With the eight-core "Nehalem EP" Xeon 7500s now being delivered late in 2009 and shipping in systems in early 2010, and both Tukwila and Nehalem EP processors using Intel's "Boxboro" chipset and its related QuickPath Interconnect, it was reasonable to think that the chipset rather than the chips that was somehow the cause of the problem.

Not so, says Alan Priestley, enterprise marketing manager for Intel Europe. The Boxboro chip is not the issue. "It was a change to the processor relating to scaling on certain workloads," Priestley explained, echoing the terse comments that Intel made when it pushed Tukwila out on May 21, and adding that it was related to "heavily threaded and data intensive workloads."

I have no idea what the feature change is that Intel is working on, but I would not be surprised to see something I will call QP Assist. This week, Advanced Micro Devices launched its six-core "Istanbul" Opteron 2400 and 8400 processors. They include a feature called HT Assist, which is short for HyperTransport Assist.

What this feature does is relatively simple. In SMP machines, processors in the chip complex are able to get data from the L3 caches in their neighbours, which is obviously a lot quicker than going out to main memory or disk drives for the data. In the past, a chip looking for data from its neighbours had to broadcast a request to them all, asking if any of them have the data.
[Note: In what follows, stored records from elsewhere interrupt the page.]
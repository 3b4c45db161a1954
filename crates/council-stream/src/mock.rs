use std::collections::VecDeque;
use std::sync::atomic::{AtomicUsize, Ordering};
use std::sync::Arc;
use std::time::Duration;

use async_trait::async_trait;
use bytes::Bytes;
use parking_lot::Mutex;

use council_core::{AdvisorBackend, AdvisorId, AdvisorRequest, ByteStream, FrameFormat, StreamError};

/// One step of a scripted response body.
#[derive(Clone, Debug)]
pub enum ScriptedChunk {
    Bytes(Bytes),
    /// Sleep before the next step.
    Pause(Duration),
    /// Fail the body read and end it.
    Error(StreamError),
    /// Never produce another chunk.
    Hang,
}

/// Pre-programmed responses for deterministic testing without a network.
#[derive(Clone, Debug)]
pub enum ScriptedResponse {
    Body(Vec<ScriptedChunk>),
    /// Non-success HTTP status from `open`.
    Status { status: u16, body: String },
    /// Fail `open` with this error.
    Fail(StreamError),
    /// Wait a duration, then resolve the inner response.
    Delay(Duration, Box<ScriptedResponse>),
    /// `open` never resolves.
    Hang,
}

impl ScriptedResponse {
    /// Event-stream body with one record per chunk followed by `[DONE]`.
    pub fn sse_text(chunks: &[&str]) -> Self {
        let mut steps: Vec<ScriptedChunk> = chunks
            .iter()
            .map(|c| ScriptedChunk::Bytes(Bytes::from(sse_record(c))))
            .collect();
        steps.push(ScriptedChunk::Bytes(Bytes::from_static(SSE_DONE.as_bytes())));
        Self::Body(steps)
    }

    /// Event-stream body with a pause between records, followed by `[DONE]`.
    pub fn sse_paced(chunks: &[&str], every: Duration) -> Self {
        let mut steps = Vec::new();
        for chunk in chunks {
            steps.push(ScriptedChunk::Pause(every));
            steps.push(ScriptedChunk::Bytes(Bytes::from(sse_record(chunk))));
        }
        steps.push(ScriptedChunk::Bytes(Bytes::from_static(SSE_DONE.as_bytes())));
        Self::Body(steps)
    }

    pub fn raw(bytes: impl Into<Bytes>) -> Self {
        Self::Body(vec![ScriptedChunk::Bytes(bytes.into())])
    }

    pub fn status(status: u16, body: impl Into<String>) -> Self {
        Self::Status {
            status,
            body: body.into(),
        }
    }

    pub fn delayed(delay: Duration, inner: ScriptedResponse) -> Self {
        Self::Delay(delay, Box::new(inner))
    }
}

pub const SSE_DONE: &str = "data: [DONE]\n\n";

/// One `data:` record carrying `text` as a chunk.
pub fn sse_record(text: &str) -> String {
    format!("data: {}\n\n", serde_json::json!({ "chunk": text }))
}

/// Backend that replays scripted responses in order, one per `open`.
pub struct ScriptedBackend {
    advisor: AdvisorId,
    name: String,
    format: FrameFormat,
    responses: Mutex<VecDeque<ScriptedResponse>>,
    requests: Mutex<Vec<AdvisorRequest>>,
    opens: AtomicUsize,
    inflight: Arc<AtomicUsize>,
}

impl ScriptedBackend {
    pub fn new(advisor: AdvisorId, responses: Vec<ScriptedResponse>) -> Self {
        Self {
            advisor,
            name: format!("scripted-{advisor}"),
            format: FrameFormat::EventStream,
            responses: Mutex::new(responses.into()),
            requests: Mutex::new(Vec::new()),
            opens: AtomicUsize::new(0),
            inflight: Arc::new(AtomicUsize::new(0)),
        }
    }

    pub fn with_format(mut self, format: FrameFormat) -> Self {
        self.format = format;
        self
    }

    pub fn open_count(&self) -> usize {
        self.opens.load(Ordering::SeqCst)
    }

    /// Requests opened but not yet released (open pending or body alive).
    pub fn inflight(&self) -> usize {
        self.inflight.load(Ordering::SeqCst)
    }

    pub fn requests(&self) -> Vec<AdvisorRequest> {
        self.requests.lock().clone()
    }
}

struct InflightGuard(Arc<AtomicUsize>);

impl InflightGuard {
    fn acquire(counter: &Arc<AtomicUsize>) -> Self {
        counter.fetch_add(1, Ordering::SeqCst);
        Self(Arc::clone(counter))
    }
}

impl Drop for InflightGuard {
    fn drop(&mut self) {
        self.0.fetch_sub(1, Ordering::SeqCst);
    }
}

#[async_trait]
impl AdvisorBackend for ScriptedBackend {
    fn advisor(&self) -> AdvisorId {
        self.advisor
    }

    fn name(&self) -> &str {
        &self.name
    }

    fn frame_format(&self) -> FrameFormat {
        self.format
    }

    async fn open(&self, request: &AdvisorRequest) -> Result<ByteStream, StreamError> {
        let idx = self.opens.fetch_add(1, Ordering::SeqCst);
        self.requests.lock().push(request.clone());
        let guard = InflightGuard::acquire(&self.inflight);

        let next = self.responses.lock().pop_front();
        let Some(mut current) = next else {
            return Err(StreamError::Transport(format!(
                "ScriptedBackend: no response configured for call {idx}"
            )));
        };

        loop {
            match current {
                ScriptedResponse::Delay(duration, inner) => {
                    tokio::time::sleep(duration).await;
                    current = *inner;
                }
                ScriptedResponse::Hang => futures::future::pending::<()>().await,
                ScriptedResponse::Fail(e) => return Err(e),
                ScriptedResponse::Status { status, body } => {
                    return Err(StreamError::from_status(status, &body))
                }
                ScriptedResponse::Body(steps) => return Ok(body_stream(steps, guard)),
            }
        }
    }
}

fn body_stream(steps: Vec<ScriptedChunk>, guard: InflightGuard) -> ByteStream {
    type Item = Result<Bytes, StreamError>;

    Box::pin(async_stream::stream! {
        let _guard = guard;
        for step in steps {
            match step {
                ScriptedChunk::Bytes(bytes) => {
                    let v: Item = Ok(bytes);
                    yield v;
                }
                ScriptedChunk::Pause(duration) => tokio::time::sleep(duration).await,
                ScriptedChunk::Error(error) => {
                    let v: Item = Err(error);
                    yield v;
                    break;
                }
                ScriptedChunk::Hang => futures::future::pending::<()>().await,
            }
        }
    })
}

#[cfg(test)]
mod tests {
    use super::*;
    use futures::StreamExt;

    async fn collect_body(body: ByteStream) -> Vec<Result<Bytes, StreamError>> {
        body.collect().await
    }

    #[tokio::test]
    async fn replays_in_order_then_runs_out() {
        let backend = ScriptedBackend::new(
            AdvisorId::A,
            vec![
                ScriptedResponse::raw("first"),
                ScriptedResponse::status(503, "busy"),
            ],
        );
        let req = AdvisorRequest::new("q");

        let body = backend.open(&req).await.unwrap();
        let chunks = collect_body(body).await;
        assert_eq!(chunks, vec![Ok(Bytes::from("first"))]);

        let err = backend.open(&req).await.err().unwrap();
        assert_eq!(err, StreamError::from_status(503, "busy"));

        let err = backend.open(&req).await.err().unwrap();
        assert!(matches!(err, StreamError::Transport(msg) if msg.contains("call 2")));
        assert_eq!(backend.open_count(), 3);
        assert_eq!(backend.requests().len(), 3);
    }

    #[tokio::test]
    async fn inflight_tracks_body_lifetime() {
        let backend = ScriptedBackend::new(
            AdvisorId::B,
            vec![ScriptedResponse::Body(vec![
                ScriptedChunk::Bytes(Bytes::from("a")),
                ScriptedChunk::Hang,
            ])],
        );
        let mut body = backend.open(&AdvisorRequest::new("q")).await.unwrap();
        assert_eq!(backend.inflight(), 1);
        assert_eq!(body.next().await, Some(Ok(Bytes::from("a"))));
        drop(body);
        assert_eq!(backend.inflight(), 0);
    }

    #[tokio::test]
    async fn failed_open_releases_immediately() {
        let backend = ScriptedBackend::new(
            AdvisorId::A,
            vec![ScriptedResponse::Fail(StreamError::Transport("refused".into()))],
        );
        assert!(backend.open(&AdvisorRequest::new("q")).await.is_err());
        assert_eq!(backend.inflight(), 0);
    }

    #[tokio::test(start_paused = true)]
    async fn delayed_response_waits() {
        let backend = ScriptedBackend::new(
            AdvisorId::A,
            vec![ScriptedResponse::delayed(
                Duration::from_secs(3),
                ScriptedResponse::sse_text(&["x"]),
            )],
        );
        let start = tokio::time::Instant::now();
        let body = backend.open(&AdvisorRequest::new("q")).await.unwrap();
        assert!(start.elapsed() >= Duration::from_secs(3));
        let chunks = collect_body(body).await;
        assert_eq!(chunks.len(), 2);
    }

    #[test]
    fn sse_record_escapes_text() {
        assert_eq!(sse_record("a \"quote\""), "data: {\"chunk\":\"a \\\"quote\\\"\"}\n\n");
    }
}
With HT Assist, AMD has carved out 1 MB of the 6 MB L3 cache on each chip to use it as an L3 cache line directory for the other caches in the complex.
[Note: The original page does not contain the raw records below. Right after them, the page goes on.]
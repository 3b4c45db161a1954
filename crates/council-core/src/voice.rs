//! Narrow seam to the voice-synthesis and playback collaborator.
//!
//! The council only hands finished advisor text to this interface, is told
//! when playback starts and stops, and can cut playback short. Synthesis vendors and audio devices live
//! behind the trait.

use async_trait::async_trait;

use crate::backend::ByteStream;
use crate::messages::AdvisorId;

/// Encoded audio produced for one advisor message.
pub type AudioStream = ByteStream;

#[derive(Debug, thiserror::Error)]
pub enum VoiceError {
    #[error("voice synthesis failed: {0}")]
    Synthesis(String),
    #[error("playback failed: {0}")]
    Playback(String),
}

#[async_trait]
pub trait VoiceCollaborator: Send + Sync {
    /// Request synthesized audio for an advisor's final text.
    async fn request_audio(&self, advisor: AdvisorId, text: &str) -> Result<AudioStream, VoiceError>;

    /// Play audio to completion. Resolves when playback stops.
    async fn playback(&self, advisor: AdvisorId, audio: AudioStream) -> Result<(), VoiceError>;

    /// Silence whatever is playing for `advisor`. Called when its turn is
    /// cancelled mid-playback; must not block.
    fn stop(&self, advisor: AdvisorId);
}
So now, when an application needs data, it can go to its own cache and look up where it is, meaning it doesn't have to broadcast requests for L3 data to the other chips. This cuts down on overhead pretty significantly for memory intensive workloads, and the beauty of the way AMD has implemented it is that it is done in the system BIOS, not in the chip.

No one has said that this is what Intel is doing, mind you. Don't get the wrong idea. But the company has copied damned near every other good idea AMD has had in its Opteron chips, so why not this one, too?
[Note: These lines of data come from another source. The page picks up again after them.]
impl TurnSupervisor {
    #[instrument(skip_all, fields(turn_id = %self.ctx.turn_id))]
    async fn run(self) {
        let started = tokio::time::Instant::now();
        let ctx = Arc::clone(&self.ctx);

        for advisor in AdvisorId::ALL {
            match ctx.conversation.mark_streaming(ctx.messages.advisor(advisor)) {
                Ok(message) => ctx.publish(&message),
                Err(e) => debug!(%advisor, error = %e, "advisor not started"),
            }
        }

        let streams = self.cancel.child_token();
        let (tx, mut rx) = mpsc::channel(CLIENT_CHANNEL_CAPACITY);
        let mut handles = Vec::with_capacity(2);
        for client in &self.clients {
            let client = Arc::clone(client);
            let request = self.request.clone();
            let cancel = streams.clone();
            let tx = tx.clone();
            handles.push(tokio::spawn(async move {
                client.run(&request, &cancel, &tx).await
            }));
        }
        drop(tx);

        let timeout = ctx.config.turn_timeout;
        let deadline = timeout.map(|t| started + t);
        let mut settled = [false; 2];

        while !settled.iter().all(|s| *s) {
            tokio::select! {
                biased;
                () = self.cancel.cancelled() => {
                    ctx.fail_open_advisors(&StreamError::Cancelled);
                    break;
                }
                () = sleep_until_deadline(deadline) => {
                    self.expire(&mut rx, &mut settled, timeout.unwrap_or_default());
                    break;
                }
                event = rx.recv() => match event {
                    Some(event) => self.apply(event, &mut settled),
                    None => break,
                },
            }
        }

        // Release both requests before reporting the outcome.
        drop(rx);
        streams.cancel();
        for handle in handles {
            if let Err(e) = handle.await {
                warn!(error = %e, "advisor task panicked");
            }
        }
        ctx.fail_open_advisors(&StreamError::TerminatedEarly(
            "advisor task ended without a result".into(),
        ));

        let outcome = ctx.outcome();
        if outcome.any_failed() && ctx.config.announce_failures {
            let notice = Message::system(ctx.config.failure_announcement.clone())
                .with_turn(ctx.turn_id.clone());
            if let Err(e) = ctx.conversation.append(notice) {
                warn!(error = %e, "could not append failure announcement");
            }
        }

        info!(
            elapsed_ms = started.elapsed().as_millis() as u64,
            all_complete = outcome.all_complete(),
            "turn finished"
        );
        self.active_turns.remove(&ctx.turn_id);
        let _ = ctx.event_tx.send(CouncilEvent::TurnFinished(outcome.clone()));
        self.outcome_tx.send_replace(Some(outcome));
    }

    /// Deadline reached. Results already queued still count; whatever is
    /// left open fails with `timeout`.
    fn expire(&self, rx: &mut mpsc::Receiver<ClientEvent>, settled: &mut [bool; 2], limit: Duration) {
        while let Ok(event) = rx.try_recv() {
            self.apply(event, settled);
        }
        let failed = self.ctx.fail_open_advisors(&StreamError::Timeout(limit));
        warn!(timeout_ms = limit.as_millis() as u64, failed, "turn deadline reached");
    }

    fn apply(&self, event: ClientEvent, settled: &mut [bool; 2]) {
        let ctx = &self.ctx;
        let advisor = event.advisor();
        if settled[advisor.index()] {
            return;
        }
        let id = ctx.messages.advisor(advisor);

        match event {
            ClientEvent::Snapshot { text, .. } => match ctx.conversation.apply_snapshot(id, &text) {
                Ok(Some(message)) => ctx.publish(&message),
                Ok(None) => debug!(%advisor, "stale snapshot ignored"),
                Err(ConversationError::AlreadyTerminal(_)) => {
                    debug!(%advisor, "snapshot after terminal ignored")
                }
                Err(e) => warn!(%advisor, error = %e, "could not apply snapshot"),
            },
            ClientEvent::Terminal { result, .. } => {
                settled[advisor.index()] = true;
                match result {
                    Ok(text) => match ctx.conversation.complete(id, text) {
                        Ok(message) => {
                            ctx.publish(&message);
                            self.speak(advisor, message.content);
                        }
                        Err(ConversationError::AlreadyTerminal(_)) => {
                            debug!(%advisor, "completion after terminal ignored")
                        }
                        Err(e) => warn!(%advisor, error = %e, "could not complete advisor"),
                    },
                    Err(error) => {
                        ctx.fail_advisor(advisor, &error);
                    }
                }
            }
        }
    }

    /// Hand a completed answer to the voice collaborator without blocking
    /// the turn. Playback of different answers never overlaps. Cancelling the
    /// turn or stopping playback drops queued audio and silences a playing
    /// clip.
    fn speak(&self, advisor: AdvisorId, text: String) {
        let Some(voice) = self.voice.clone() else {
            return;
        };
        if text.trim().is_empty() {
            return;
        }
        let event_tx = self.ctx.event_tx.clone();
        let turn_id = self.ctx.turn_id.clone();
        let playback_lock = Arc::clone(&self.playback_lock);
        let turn_cancel = self.cancel.clone();
        let playback_cancel = self.playback_cancel.clone();

        tokio::spawn(async move {
            let stopped = async {
                tokio::select! {
                    () = turn_cancel.cancelled() => {}
                    () = playback_cancel.cancelled() => {}
                }
            };
            tokio::pin!(stopped);

            let audio = tokio::select! {
                biased;
                () = &mut stopped => {
                    debug!(turn_id = %turn_id, %advisor, "voice request dropped");
                    return;
                }
                audio = voice.request_audio(advisor, &text) => audio,
            };
            let audio = match audio {
                Ok(audio) => audio,
                Err(e) => {
                    warn!(turn_id = %turn_id, %advisor, error = %e, "voice synthesis failed");
                    let _ = event_tx.send(CouncilEvent::PlaybackFailed {
                        turn_id,
                        advisor,
                        reason: e.to_string(),
                    });
                    return;
                }
            };

            let _playing = tokio::select! {
                biased;
                () = &mut stopped => {
                    debug!(turn_id = %turn_id, %advisor, "queued playback dropped");
                    return;
                }
                guard = playback_lock.lock() => guard,
            };
            let _ = event_tx.send(CouncilEvent::PlaybackStarted {
                turn_id: turn_id.clone(),
                advisor,
            });
            let result = tokio::select! {
                biased;
                () = &mut stopped => {
                    voice.stop(advisor);
                    Err("stopped".to_string())
                }
                result = voice.playback(advisor, audio) => result.map_err(|e| e.to_string()),
            };
            let event = match result {
                Ok(()) => CouncilEvent::PlaybackFinished { turn_id, advisor },
                Err(reason) => {
                    warn!(turn_id = %turn_id, %advisor, %reason, "playback ended early");
                    CouncilEvent::PlaybackFailed {
                        turn_id,
                        advisor,
                        reason,
                    }
                }
            };
            let _ = event_tx.send(event);
        });
    }
}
In the past, delays of one generation of Itanium processors have had dramatic effects on the schedules for future Itaniums, but Priestley says that this year's two Tukwila delays have not had any impact on the delivery of Poulson and Kittson Itaniums. I find this hard to believe, but if it is true, it means Tukwila will have a relatively short life, at least compared to Madison, Montecito, and Montvale Itaniums.

Of course, Intel has not been specific about when Poulson and Kittson would be delivered. At the Intel Developer Forum last August, Pat Gelsinger, general manager of Intel's Digital Enterprise Group, said merely that Poulson chips would be based on a new microarchitecture and would use a 32 nanometer process. (Tukwila is implemented in a 65 nanometer process, and Intel is skipping the current 45 nanometer processes used to make Nehalem Xeons and Core i7s for the Itanium line.)

Last August, there was some idle chatter at IDF saying that - given the then pretty substantial delays with Tukwila - Poulson might come to market in late 2009, possibly with four cores, or possibly with six or even eight cores. At the time, Tukwila was expected for shipment by late 2008 and to be shipping in machines in early 2009. Expecting Poulson in 2009 was silly, particularly since the 32 nanometer chip making processes wouldn't be ramped until 2010 and Intel leads processes with Core and Xeon processes. It was reasonable to expect Poulson in late 2010, perhaps, but not late 2009. And Kittson, given the two-year cadence of Itanium chips (when the roadmap is not derailed), would reasonably have been expected in late 2012 or so.

Intel, of course, is not silly enough to give dates for future Itaniums anymore, so it is hard to say if Poulson and Kittson are on track or not. Only the OEMs know for sure.